RAW DATA ->
______
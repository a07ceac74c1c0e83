use chrono::{DateTime, Utc};
use serde::{Deserialize, Serialize};
use validator::Validate;

use super::content::ContentKind;

/// Per-user, per-item view record. At most one per (user, kind, item) — the
/// unique index on `view_records` enforces it. `viewed` is one-way: the engine
/// never un-sets it.
#[derive(Debug, Clone, Serialize, Deserialize)]
pub struct ViewRecord {
    pub user_id: String,
    pub kind: ContentKind,
    pub item_id: String,
    pub viewed: bool,
    #[serde(default)]
    pub viewed_at: Option<DateTime<Utc>>,
}

/// Per-user, per-module aggregate. One row per (user, module); counts and
/// percentage are always recomputed from scratch, never patched incrementally.
#[derive(Debug, Clone, Serialize, Deserialize)]
pub struct ModuleProgress {
    pub user_id: String,
    pub module_id: String,
    pub completed: bool,
    pub pinned: bool,
    pub liked: bool,
    pub contents_completed: i64,
    pub total_contents: i64,
    pub progress_percentage: f64,
    pub updated_at: DateTime<Utc>,
}

impl ModuleProgress {
    /// Row created when the first interaction arrives before any content was
    /// viewed: counts are zero until the next recompute.
    pub fn interaction_stub(
        user_id: &str,
        module_id: &str,
        liked: bool,
        pinned: bool,
        now: DateTime<Utc>,
    ) -> Self {
        Self {
            user_id: user_id.to_string(),
            module_id: module_id.to_string(),
            completed: false,
            pinned,
            liked,
            contents_completed: 0,
            total_contents: 0,
            progress_percentage: 0.0,
            updated_at: now,
        }
    }
}

/// Scan totals accumulated across all registered content kinds.
#[derive(Debug, Clone, Copy, PartialEq, Eq, Default)]
pub struct ProgressTotals {
    pub contents_completed: i64,
    pub total_contents: i64,
}

impl ProgressTotals {
    pub fn percentage(&self) -> f64 {
        if self.total_contents > 0 {
            round2(100.0 * self.contents_completed as f64 / self.total_contents as f64)
        } else {
            0.0
        }
    }

    pub fn is_complete(&self) -> bool {
        self.total_contents > 0 && self.contents_completed == self.total_contents
    }
}

fn round2(value: f64) -> f64 {
    (value * 100.0).round() / 100.0
}

/// Upvote counter change for a like-flag transition. Only real transitions
/// move the counter; repeats are no-ops.
pub fn upvote_delta(previous_liked: bool, liked: bool) -> i64 {
    match (previous_liked, liked) {
        (false, true) => 1,
        (true, false) => -1,
        _ => 0,
    }
}

#[derive(Debug, Deserialize)]
pub struct MarkViewedRequest {
    pub user_id: String,
}

#[derive(Debug, Serialize)]
pub struct MarkViewedResponse {
    pub module_id: String,
    pub completed: bool,
    pub contents_completed: i64,
    pub total_contents: i64,
    pub progress_percentage: f64,
    pub viewed_at: Option<DateTime<Utc>>,
}

impl MarkViewedResponse {
    pub fn from_progress(progress: &ModuleProgress, viewed_at: Option<DateTime<Utc>>) -> Self {
        Self {
            module_id: progress.module_id.clone(),
            completed: progress.completed,
            contents_completed: progress.contents_completed,
            total_contents: progress.total_contents,
            progress_percentage: progress.progress_percentage,
            viewed_at,
        }
    }
}

#[derive(Debug, Deserialize)]
pub struct CompletedContentQuery {
    pub user_id: String,
}

#[derive(Debug, Serialize)]
pub struct CompletedContentResponse {
    pub module_id: String,
    pub content_ids: Vec<String>,
}

#[derive(Debug, Deserialize)]
pub struct RecomputeRequest {
    pub user_id: String,
}

#[derive(Debug, Deserialize)]
pub struct SetInteractionRequest {
    pub user_id: String,
    pub liked: bool,
    pub pinned: bool,
}

#[derive(Debug, Serialize)]
pub struct SetInteractionResponse {
    pub module_id: String,
    pub liked: bool,
    pub pinned: bool,
    pub upvotes: i64,
}

/// Administrative create of a progress row. Unlike the engine-driven path this
/// surfaces `Conflict` on duplicates instead of upserting.
#[derive(Debug, Deserialize, Validate)]
pub struct CreateProgressRequest {
    pub user_id: String,
    pub module_id: String,
    #[serde(default)]
    pub completed: bool,
    #[serde(default)]
    pub pinned: bool,
    #[serde(default)]
    pub liked: bool,
    #[serde(default)]
    #[validate(range(min = 0))]
    pub contents_completed: i64,
    #[serde(default)]
    #[validate(range(min = 0))]
    pub total_contents: i64,
    #[serde(default)]
    #[validate(range(min = 0.0, max = 100.0))]
    pub progress_percentage: f64,
}

#[derive(Debug, Deserialize, Validate)]
pub struct PatchProgressRequest {
    #[serde(default)]
    pub completed: Option<bool>,
    #[serde(default)]
    pub pinned: Option<bool>,
    #[serde(default)]
    pub liked: Option<bool>,
    #[serde(default)]
    #[validate(range(min = 0))]
    pub contents_completed: Option<i64>,
    #[serde(default)]
    #[validate(range(min = 0))]
    pub total_contents: Option<i64>,
    #[serde(default)]
    #[validate(range(min = 0.0, max = 100.0))]
    pub progress_percentage: Option<f64>,
}

#[cfg(test)]
mod tests {
    use super::{upvote_delta, ProgressTotals};
    use validator::Validate;

    #[test]
    fn empty_module_is_zero_percent_and_never_complete() {
        let totals = ProgressTotals::default();
        assert_eq!(totals.percentage(), 0.0);
        assert!(!totals.is_complete());
    }

    #[test]
    fn percentage_is_rounded_to_two_decimals() {
        let one_of_three = ProgressTotals {
            contents_completed: 1,
            total_contents: 3,
        };
        assert_eq!(one_of_three.percentage(), 33.33);

        let two_of_three = ProgressTotals {
            contents_completed: 2,
            total_contents: 3,
        };
        assert_eq!(two_of_three.percentage(), 66.67);
    }

    #[test]
    fn full_module_is_complete() {
        let totals = ProgressTotals {
            contents_completed: 3,
            total_contents: 3,
        };
        assert_eq!(totals.percentage(), 100.0);
        assert!(totals.is_complete());
    }

    #[test]
    fn partial_module_is_not_complete() {
        let totals = ProgressTotals {
            contents_completed: 2,
            total_contents: 3,
        };
        assert!(!totals.is_complete());
    }

    #[test]
    fn upvote_delta_moves_only_on_transitions() {
        assert_eq!(upvote_delta(false, true), 1);
        assert_eq!(upvote_delta(true, false), -1);
        assert_eq!(upvote_delta(true, true), 0);
        assert_eq!(upvote_delta(false, false), 0);
    }

    #[test]
    fn admin_create_rejects_out_of_range_percentage() {
        let request = super::CreateProgressRequest {
            user_id: "u".into(),
            module_id: "m".into(),
            completed: false,
            pinned: false,
            liked: false,
            contents_completed: 0,
            total_contents: 0,
            progress_percentage: 120.0,
        };
        assert!(request.validate().is_err());
    }

    #[test]
    fn admin_patch_accepts_boundary_percentages() {
        let request = super::PatchProgressRequest {
            completed: None,
            pinned: None,
            liked: None,
            contents_completed: None,
            total_contents: None,
            progress_percentage: Some(100.0),
        };
        assert!(request.validate().is_ok());
    }
}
______
INSTRUCTIONS FOR THE TASK -> Search the listing above for the word "ProgressTotals", and copy every line that has it.

RESULT ->
pub struct ProgressTotals {
impl ProgressTotals {
    use super::{upvote_delta, ProgressTotals};
        let totals = ProgressTotals::default();
        let one_of_three = ProgressTotals {
        let two_of_three = ProgressTotals {
        let totals = ProgressTotals {
        let totals = ProgressTotals {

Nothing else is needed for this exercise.